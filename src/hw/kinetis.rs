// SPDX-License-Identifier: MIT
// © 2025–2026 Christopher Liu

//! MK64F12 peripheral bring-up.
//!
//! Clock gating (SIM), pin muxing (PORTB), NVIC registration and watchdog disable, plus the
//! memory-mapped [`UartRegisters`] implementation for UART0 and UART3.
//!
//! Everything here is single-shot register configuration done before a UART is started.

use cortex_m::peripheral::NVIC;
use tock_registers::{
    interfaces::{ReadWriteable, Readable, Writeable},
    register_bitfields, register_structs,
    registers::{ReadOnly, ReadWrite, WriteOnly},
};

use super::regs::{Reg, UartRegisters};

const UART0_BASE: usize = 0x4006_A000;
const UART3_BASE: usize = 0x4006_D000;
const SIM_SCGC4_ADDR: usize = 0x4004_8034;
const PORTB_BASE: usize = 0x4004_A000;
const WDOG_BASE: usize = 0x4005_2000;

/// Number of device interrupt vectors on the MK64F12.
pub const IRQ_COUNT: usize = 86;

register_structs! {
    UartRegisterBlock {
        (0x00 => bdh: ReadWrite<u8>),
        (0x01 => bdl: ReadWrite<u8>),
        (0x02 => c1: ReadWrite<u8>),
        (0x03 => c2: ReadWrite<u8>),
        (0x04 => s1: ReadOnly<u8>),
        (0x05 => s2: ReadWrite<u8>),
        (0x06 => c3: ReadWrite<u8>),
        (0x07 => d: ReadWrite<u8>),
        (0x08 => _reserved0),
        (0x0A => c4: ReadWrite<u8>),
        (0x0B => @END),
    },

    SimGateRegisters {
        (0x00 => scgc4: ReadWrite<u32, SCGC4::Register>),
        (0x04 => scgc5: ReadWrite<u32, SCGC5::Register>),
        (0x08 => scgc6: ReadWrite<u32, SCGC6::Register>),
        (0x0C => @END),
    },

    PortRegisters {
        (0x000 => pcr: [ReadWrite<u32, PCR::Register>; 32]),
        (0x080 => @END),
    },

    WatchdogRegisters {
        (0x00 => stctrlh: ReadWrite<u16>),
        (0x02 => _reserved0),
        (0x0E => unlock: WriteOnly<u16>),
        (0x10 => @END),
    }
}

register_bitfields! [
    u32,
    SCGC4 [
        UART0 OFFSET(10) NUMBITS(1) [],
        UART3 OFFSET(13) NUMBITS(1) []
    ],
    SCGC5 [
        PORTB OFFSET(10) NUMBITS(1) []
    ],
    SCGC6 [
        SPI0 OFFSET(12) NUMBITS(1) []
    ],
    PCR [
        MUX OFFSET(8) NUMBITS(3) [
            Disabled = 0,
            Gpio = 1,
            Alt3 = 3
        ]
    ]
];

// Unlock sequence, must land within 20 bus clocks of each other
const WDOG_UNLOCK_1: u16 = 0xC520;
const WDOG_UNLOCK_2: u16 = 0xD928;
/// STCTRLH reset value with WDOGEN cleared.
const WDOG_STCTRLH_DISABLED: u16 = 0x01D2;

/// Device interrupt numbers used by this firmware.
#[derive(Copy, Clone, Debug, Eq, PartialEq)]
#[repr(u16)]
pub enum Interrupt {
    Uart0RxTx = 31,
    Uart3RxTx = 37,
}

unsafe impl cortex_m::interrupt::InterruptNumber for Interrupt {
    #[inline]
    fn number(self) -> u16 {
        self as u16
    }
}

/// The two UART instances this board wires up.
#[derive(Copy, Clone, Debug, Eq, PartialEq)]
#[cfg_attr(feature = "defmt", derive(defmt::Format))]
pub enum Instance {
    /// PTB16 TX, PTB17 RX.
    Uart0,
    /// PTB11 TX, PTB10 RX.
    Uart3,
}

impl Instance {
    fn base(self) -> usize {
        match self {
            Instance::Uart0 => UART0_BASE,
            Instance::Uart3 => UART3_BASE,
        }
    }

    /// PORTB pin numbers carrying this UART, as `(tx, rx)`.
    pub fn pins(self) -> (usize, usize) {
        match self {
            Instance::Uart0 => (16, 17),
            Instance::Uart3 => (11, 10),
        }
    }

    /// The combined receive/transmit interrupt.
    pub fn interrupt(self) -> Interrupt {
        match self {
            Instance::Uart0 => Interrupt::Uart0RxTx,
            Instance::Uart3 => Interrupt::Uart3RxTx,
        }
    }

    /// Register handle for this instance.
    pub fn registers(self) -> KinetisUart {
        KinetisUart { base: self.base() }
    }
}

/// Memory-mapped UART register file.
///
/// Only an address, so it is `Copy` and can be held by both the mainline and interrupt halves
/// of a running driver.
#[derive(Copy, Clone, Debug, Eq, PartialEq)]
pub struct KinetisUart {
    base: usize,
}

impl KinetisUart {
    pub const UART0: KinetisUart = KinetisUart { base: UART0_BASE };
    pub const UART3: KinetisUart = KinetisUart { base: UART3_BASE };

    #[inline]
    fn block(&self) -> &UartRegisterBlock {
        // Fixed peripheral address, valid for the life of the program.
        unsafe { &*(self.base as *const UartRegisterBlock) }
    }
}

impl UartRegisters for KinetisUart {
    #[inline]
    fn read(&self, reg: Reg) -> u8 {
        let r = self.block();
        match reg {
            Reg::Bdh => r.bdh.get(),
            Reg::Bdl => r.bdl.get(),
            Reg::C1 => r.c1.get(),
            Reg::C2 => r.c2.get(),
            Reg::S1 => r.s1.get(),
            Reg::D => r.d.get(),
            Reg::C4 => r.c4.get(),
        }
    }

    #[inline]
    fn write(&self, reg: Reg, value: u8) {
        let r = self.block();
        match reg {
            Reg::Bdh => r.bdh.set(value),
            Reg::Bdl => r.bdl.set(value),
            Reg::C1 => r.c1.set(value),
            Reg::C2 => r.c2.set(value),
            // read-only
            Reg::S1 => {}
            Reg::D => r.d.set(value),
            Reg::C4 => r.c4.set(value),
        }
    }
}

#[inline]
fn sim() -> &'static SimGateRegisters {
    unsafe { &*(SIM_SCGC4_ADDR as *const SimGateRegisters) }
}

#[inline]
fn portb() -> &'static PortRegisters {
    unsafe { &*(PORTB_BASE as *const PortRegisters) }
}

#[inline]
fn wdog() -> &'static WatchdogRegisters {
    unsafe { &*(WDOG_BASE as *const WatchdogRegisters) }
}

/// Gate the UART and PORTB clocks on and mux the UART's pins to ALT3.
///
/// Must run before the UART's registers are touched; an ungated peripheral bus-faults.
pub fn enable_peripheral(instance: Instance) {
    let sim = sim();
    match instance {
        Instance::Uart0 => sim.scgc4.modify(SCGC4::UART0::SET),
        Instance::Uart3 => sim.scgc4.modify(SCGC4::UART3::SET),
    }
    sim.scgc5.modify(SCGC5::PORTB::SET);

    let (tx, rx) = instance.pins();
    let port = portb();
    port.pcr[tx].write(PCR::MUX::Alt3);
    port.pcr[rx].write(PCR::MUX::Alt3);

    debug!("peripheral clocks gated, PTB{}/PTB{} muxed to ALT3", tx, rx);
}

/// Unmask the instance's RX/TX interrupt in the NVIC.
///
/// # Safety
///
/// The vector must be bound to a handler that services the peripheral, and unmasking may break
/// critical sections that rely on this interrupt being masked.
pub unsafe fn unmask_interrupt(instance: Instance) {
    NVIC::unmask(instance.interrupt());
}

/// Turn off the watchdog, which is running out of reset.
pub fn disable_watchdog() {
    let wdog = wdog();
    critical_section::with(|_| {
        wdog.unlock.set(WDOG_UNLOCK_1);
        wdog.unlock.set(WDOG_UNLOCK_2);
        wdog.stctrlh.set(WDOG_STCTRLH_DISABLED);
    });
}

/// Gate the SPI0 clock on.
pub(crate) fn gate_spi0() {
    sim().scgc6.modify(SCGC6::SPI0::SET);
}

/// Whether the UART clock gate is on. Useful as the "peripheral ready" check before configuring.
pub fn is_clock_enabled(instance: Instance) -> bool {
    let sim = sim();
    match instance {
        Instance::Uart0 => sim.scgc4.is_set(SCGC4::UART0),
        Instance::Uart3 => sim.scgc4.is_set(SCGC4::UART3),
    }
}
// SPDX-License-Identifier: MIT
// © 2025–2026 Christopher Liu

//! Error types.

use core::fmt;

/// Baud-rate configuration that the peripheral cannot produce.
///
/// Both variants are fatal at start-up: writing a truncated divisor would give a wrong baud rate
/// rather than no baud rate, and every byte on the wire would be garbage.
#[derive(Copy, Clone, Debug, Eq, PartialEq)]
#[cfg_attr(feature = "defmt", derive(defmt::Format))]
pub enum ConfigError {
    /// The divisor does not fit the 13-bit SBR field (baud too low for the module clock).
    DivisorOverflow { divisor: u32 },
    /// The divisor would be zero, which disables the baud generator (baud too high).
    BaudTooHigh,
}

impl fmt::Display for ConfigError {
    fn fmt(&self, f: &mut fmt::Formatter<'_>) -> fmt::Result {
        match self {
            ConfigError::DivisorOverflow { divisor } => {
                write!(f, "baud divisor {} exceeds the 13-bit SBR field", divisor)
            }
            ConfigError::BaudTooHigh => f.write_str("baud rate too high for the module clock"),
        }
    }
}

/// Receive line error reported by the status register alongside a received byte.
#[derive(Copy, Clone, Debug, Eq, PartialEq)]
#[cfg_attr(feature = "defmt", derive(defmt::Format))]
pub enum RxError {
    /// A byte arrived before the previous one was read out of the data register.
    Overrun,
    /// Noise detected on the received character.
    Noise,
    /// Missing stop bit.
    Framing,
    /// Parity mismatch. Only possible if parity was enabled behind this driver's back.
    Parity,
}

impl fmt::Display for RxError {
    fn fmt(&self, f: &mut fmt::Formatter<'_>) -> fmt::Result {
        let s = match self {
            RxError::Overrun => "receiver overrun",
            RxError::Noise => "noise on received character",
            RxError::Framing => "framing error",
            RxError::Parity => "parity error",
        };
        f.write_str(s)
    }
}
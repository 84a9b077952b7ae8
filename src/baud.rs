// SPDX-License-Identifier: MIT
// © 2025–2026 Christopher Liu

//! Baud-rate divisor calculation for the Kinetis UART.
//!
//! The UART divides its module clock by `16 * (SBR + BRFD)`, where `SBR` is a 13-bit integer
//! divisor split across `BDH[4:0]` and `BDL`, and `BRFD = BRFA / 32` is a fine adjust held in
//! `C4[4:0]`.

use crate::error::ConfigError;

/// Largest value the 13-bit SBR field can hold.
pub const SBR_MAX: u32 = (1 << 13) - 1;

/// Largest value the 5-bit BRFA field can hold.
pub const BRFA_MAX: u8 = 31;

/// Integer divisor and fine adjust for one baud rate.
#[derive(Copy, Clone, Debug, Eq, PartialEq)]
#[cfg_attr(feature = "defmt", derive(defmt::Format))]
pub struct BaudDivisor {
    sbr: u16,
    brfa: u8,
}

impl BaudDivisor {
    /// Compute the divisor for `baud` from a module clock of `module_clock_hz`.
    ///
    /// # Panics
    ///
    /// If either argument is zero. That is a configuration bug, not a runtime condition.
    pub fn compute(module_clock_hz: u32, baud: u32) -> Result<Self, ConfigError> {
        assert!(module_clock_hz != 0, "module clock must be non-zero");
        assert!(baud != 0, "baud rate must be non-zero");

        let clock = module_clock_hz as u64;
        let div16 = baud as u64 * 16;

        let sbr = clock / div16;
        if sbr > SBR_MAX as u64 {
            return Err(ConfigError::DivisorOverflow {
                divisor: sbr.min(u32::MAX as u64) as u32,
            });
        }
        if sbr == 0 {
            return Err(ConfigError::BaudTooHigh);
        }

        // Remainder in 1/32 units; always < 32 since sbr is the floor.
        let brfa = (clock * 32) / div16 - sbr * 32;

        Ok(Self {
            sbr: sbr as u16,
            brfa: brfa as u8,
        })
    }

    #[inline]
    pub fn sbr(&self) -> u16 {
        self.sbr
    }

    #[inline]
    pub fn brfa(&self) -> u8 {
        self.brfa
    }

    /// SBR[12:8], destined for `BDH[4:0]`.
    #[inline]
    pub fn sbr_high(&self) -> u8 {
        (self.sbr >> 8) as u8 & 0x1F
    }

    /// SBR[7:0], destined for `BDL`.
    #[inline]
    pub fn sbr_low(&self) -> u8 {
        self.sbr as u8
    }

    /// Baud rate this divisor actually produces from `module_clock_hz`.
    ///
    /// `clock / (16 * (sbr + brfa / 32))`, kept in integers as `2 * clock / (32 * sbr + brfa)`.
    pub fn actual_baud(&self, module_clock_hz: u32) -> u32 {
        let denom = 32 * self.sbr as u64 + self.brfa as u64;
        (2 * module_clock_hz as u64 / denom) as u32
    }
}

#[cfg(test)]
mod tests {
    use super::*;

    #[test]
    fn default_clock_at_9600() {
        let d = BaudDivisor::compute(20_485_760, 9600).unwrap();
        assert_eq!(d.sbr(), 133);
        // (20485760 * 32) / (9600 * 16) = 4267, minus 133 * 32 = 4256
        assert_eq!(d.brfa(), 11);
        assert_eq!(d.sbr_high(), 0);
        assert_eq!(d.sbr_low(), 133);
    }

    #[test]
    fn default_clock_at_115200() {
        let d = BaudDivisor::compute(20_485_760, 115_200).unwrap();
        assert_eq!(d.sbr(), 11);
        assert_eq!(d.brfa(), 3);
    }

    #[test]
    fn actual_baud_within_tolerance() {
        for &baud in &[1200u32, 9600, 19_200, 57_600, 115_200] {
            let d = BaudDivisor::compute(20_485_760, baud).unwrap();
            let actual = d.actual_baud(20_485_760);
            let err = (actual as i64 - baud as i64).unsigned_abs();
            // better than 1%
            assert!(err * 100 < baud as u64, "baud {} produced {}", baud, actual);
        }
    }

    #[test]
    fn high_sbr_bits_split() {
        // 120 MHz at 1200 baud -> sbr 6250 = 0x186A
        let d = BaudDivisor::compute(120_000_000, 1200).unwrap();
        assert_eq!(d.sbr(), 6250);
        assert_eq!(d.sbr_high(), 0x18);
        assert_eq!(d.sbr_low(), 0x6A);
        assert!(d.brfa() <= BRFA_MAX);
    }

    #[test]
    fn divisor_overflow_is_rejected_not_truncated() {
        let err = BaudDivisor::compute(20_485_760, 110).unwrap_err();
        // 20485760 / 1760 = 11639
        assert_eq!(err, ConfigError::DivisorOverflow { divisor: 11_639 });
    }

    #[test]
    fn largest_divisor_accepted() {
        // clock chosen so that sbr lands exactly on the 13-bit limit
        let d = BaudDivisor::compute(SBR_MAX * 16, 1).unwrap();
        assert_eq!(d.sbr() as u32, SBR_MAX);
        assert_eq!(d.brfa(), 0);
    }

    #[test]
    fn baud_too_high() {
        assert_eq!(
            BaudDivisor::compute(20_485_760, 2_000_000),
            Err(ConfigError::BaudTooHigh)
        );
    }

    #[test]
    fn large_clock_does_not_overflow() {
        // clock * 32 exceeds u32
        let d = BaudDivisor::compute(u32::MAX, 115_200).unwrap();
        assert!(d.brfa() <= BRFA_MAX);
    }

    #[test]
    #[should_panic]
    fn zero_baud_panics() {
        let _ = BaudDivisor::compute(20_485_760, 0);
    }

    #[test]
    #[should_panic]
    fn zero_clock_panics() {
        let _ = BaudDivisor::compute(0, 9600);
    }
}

--

§ **Assignment**:
Where the string "character" shows up in the listing above, copy the line that holds it.

§ **Result**:
    /// Noise detected on the received character.
            RxError::Noise => "noise on received character",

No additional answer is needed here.